Work task -
Return the entries below exactly as written.

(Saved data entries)
####

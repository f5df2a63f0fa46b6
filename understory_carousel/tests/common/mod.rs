// Copyright 2025 the Understory Authors
// SPDX-License-Identifier: Apache-2.0 OR MIT

//! Shared fixtures for the carousel integration tests.

#![allow(dead_code, reason = "not every test binary uses every helper")]

use core::time::Duration;

use understory_carousel::{Carousel, CarouselConfig, CarouselEvent, EventResponse, SlideView};
use understory_timing::TimerQueue;

/// View that records the marker state the carousel asked for.
#[derive(Debug, Default)]
pub(crate) struct RecordingView {
    pub(crate) slides: Vec<bool>,
    pub(crate) indicators: Vec<bool>,
    pub(crate) glyph_playing: Option<bool>,
    pub(crate) keyboard_bound: bool,
    pub(crate) keyboard_binds: usize,
}

impl RecordingView {
    pub(crate) fn new(slides: usize, indicators: usize) -> Self {
        Self {
            slides: vec![false; slides],
            indicators: vec![false; indicators],
            ..Self::default()
        }
    }

    /// Indices of all slides currently marked active.
    pub(crate) fn active_slides(&self) -> Vec<usize> {
        self.slides
            .iter()
            .enumerate()
            .filter_map(|(i, &active)| active.then_some(i))
            .collect()
    }

    /// Indices of all indicators currently marked active.
    pub(crate) fn active_indicators(&self) -> Vec<usize> {
        self.indicators
            .iter()
            .enumerate()
            .filter_map(|(i, &active)| active.then_some(i))
            .collect()
    }
}

impl SlideView for RecordingView {
    fn slide_count(&self) -> usize {
        self.slides.len()
    }

    fn indicator_count(&self) -> usize {
        self.indicators.len()
    }

    fn set_slide_active(&mut self, index: usize, active: bool) {
        self.slides[index] = active;
    }

    fn set_indicator_active(&mut self, index: usize, active: bool) {
        self.indicators[index] = active;
    }

    fn show_playing(&mut self, playing: bool) {
        self.glyph_playing = Some(playing);
    }

    fn bind_keyboard(&mut self) {
        self.keyboard_bound = true;
        self.keyboard_binds += 1;
    }

    fn unbind_keyboard(&mut self) {
        self.keyboard_bound = false;
    }
}

pub(crate) type TestCarousel = Carousel<RecordingView, TimerQueue>;

pub(crate) const INTERVAL: Duration = Duration::from_millis(2_000);

/// Response of an event that changed the slide.
pub(crate) const NAVIGATED: EventResponse = EventResponse {
    navigated: true,
    prevent_default: false,
};

/// Response of an event whose platform default must be suppressed.
pub(crate) const PREVENT_DEFAULT: EventResponse = EventResponse {
    navigated: false,
    prevent_default: true,
};

/// Builds and initializes a carousel with `slides` slides and as many indicators.
pub(crate) fn carousel(slides: usize, config: CarouselConfig) -> TestCarousel {
    let mut carousel = Carousel::new(
        config,
        RecordingView::new(slides, slides),
        TimerQueue::new(),
    )
    .unwrap();
    carousel.init();
    carousel
}

/// Runs the virtual clock forward, delivering each firing as it happens.
///
/// Returns how many firings advanced the carousel.
pub(crate) fn run_for(carousel: &mut TestCarousel, by: Duration) -> usize {
    let until = carousel.scheduler().now() + by;
    let mut advanced = 0;
    while let Some(id) = carousel.scheduler_mut().pop_due(until) {
        if carousel.on_timer(id) {
            advanced += 1;
        }
    }
    carousel.scheduler_mut().advance_to(until);
    advanced
}

/// Delivers a well-formed event and returns the response.
pub(crate) fn send(carousel: &mut TestCarousel, event: CarouselEvent) -> EventResponse {
    carousel.handle_event(event).unwrap()
}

####

Answer below -
repository f5df2a63f0fa46b6
filename understory_carousel/tests/common/mod.rs
// Copyright 2025 the Understory Authors
// SPDX-License-Identifier: Apache-2.0 OR MIT

//! Shared fixtures for the carousel integration tests.

#![allow(dead_code, reason = "not every test binary uses every helper")]

use core::time::Duration;

use understory_carousel::{Carousel, CarouselConfig, CarouselEvent, EventResponse, SlideView};
use understory_timing::TimerQueue;

/// View that records the marker state the carousel asked for.
#[derive(Debug, Default)]
pub(crate) struct RecordingView {
    pub(crate) slides: Vec<bool>,
    pub(crate) indicators: Vec<bool>,
    pub(crate) glyph_playing: Option<bool>,
    pub(crate) keyboard_bound: bool,
    pub(crate) keyboard_binds: usize,
}

impl RecordingView {
    pub(crate) fn new(slides: usize, indicators: usize) -> Self {
        Self {
            slides: vec![false; slides],
            indicators: vec![false; indicators],
            ..Self::default()
        }
    }

    /// Indices of all slides currently marked active.
    pub(crate) fn active_slides(&self) -> Vec<usize> {
        self.slides
            .iter()
            .enumerate()
            .filter_map(|(i, &active)| active.then_some(i))
            .collect()
    }

    /// Indices of all indicators currently marked active.
    pub(crate) fn active_indicators(&self) -> Vec<usize> {
        self.indicators
            .iter()
            .enumerate()
            .filter_map(|(i, &active)| active.then_some(i))
            .collect()
    }
}

impl SlideView for RecordingView {
    fn slide_count(&self) -> usize {
        self.slides.len()
    }

    fn indicator_count(&self) -> usize {
        self.indicators.len()
    }

    fn set_slide_active(&mut self, index: usize, active: bool) {
        self.slides[index] = active;
    }

    fn set_indicator_active(&mut self, index: usize, active: bool) {
        self.indicators[index] = active;
    }

    fn show_playing(&mut self, playing: bool) {
        self.glyph_playing = Some(playing);
    }

    fn bind_keyboard(&mut self) {
        self.keyboard_bound = true;
        self.keyboard_binds += 1;
    }

    fn unbind_keyboard(&mut self) {
        self.keyboard_bound = false;
    }
}

pub(crate) type TestCarousel = Carousel<RecordingView, TimerQueue>;

pub(crate) const INTERVAL: Duration = Duration::from_millis(2_000);

/// Response of an event that changed the slide.
pub(crate) const NAVIGATED: EventResponse = EventResponse {
    navigated: true,
    prevent_default: false,
};

/// Response of an event whose platform default must be suppressed.
pub(crate) const PREVENT_DEFAULT: EventResponse = EventResponse {
    navigated: false,
    prevent_default: true,
};

/// Builds and initializes a carousel with `slides` slides and as many indicators.
pub(crate) fn carousel(slides: usize, config: CarouselConfig) -> TestCarousel {
    let mut carousel = Carousel::new(
        config,
        RecordingView::new(slides, slides),
        TimerQueue::new(),
    )
    .unwrap();
    carousel.init();
    carousel
}

/// Runs the virtual clock forward, delivering each firing as it happens.
///
/// Returns how many firings advanced the carousel.
pub(crate) fn run_for(carousel: &mut TestCarousel, by: Duration) -> usize {
    let until = carousel.scheduler().now() + by;
    let mut advanced = 0;
    while let Some(id) = carousel.scheduler_mut().pop_due(until) {
        if carousel.on_timer(id) {
            advanced += 1;
        }
    }
    carousel.scheduler_mut().advance_to(until);
    advanced
}

/// Delivers a well-formed event and returns the response.
pub(crate) fn send(carousel: &mut TestCarousel, event: CarouselEvent) -> EventResponse {
    carousel.handle_event(event).unwrap()
}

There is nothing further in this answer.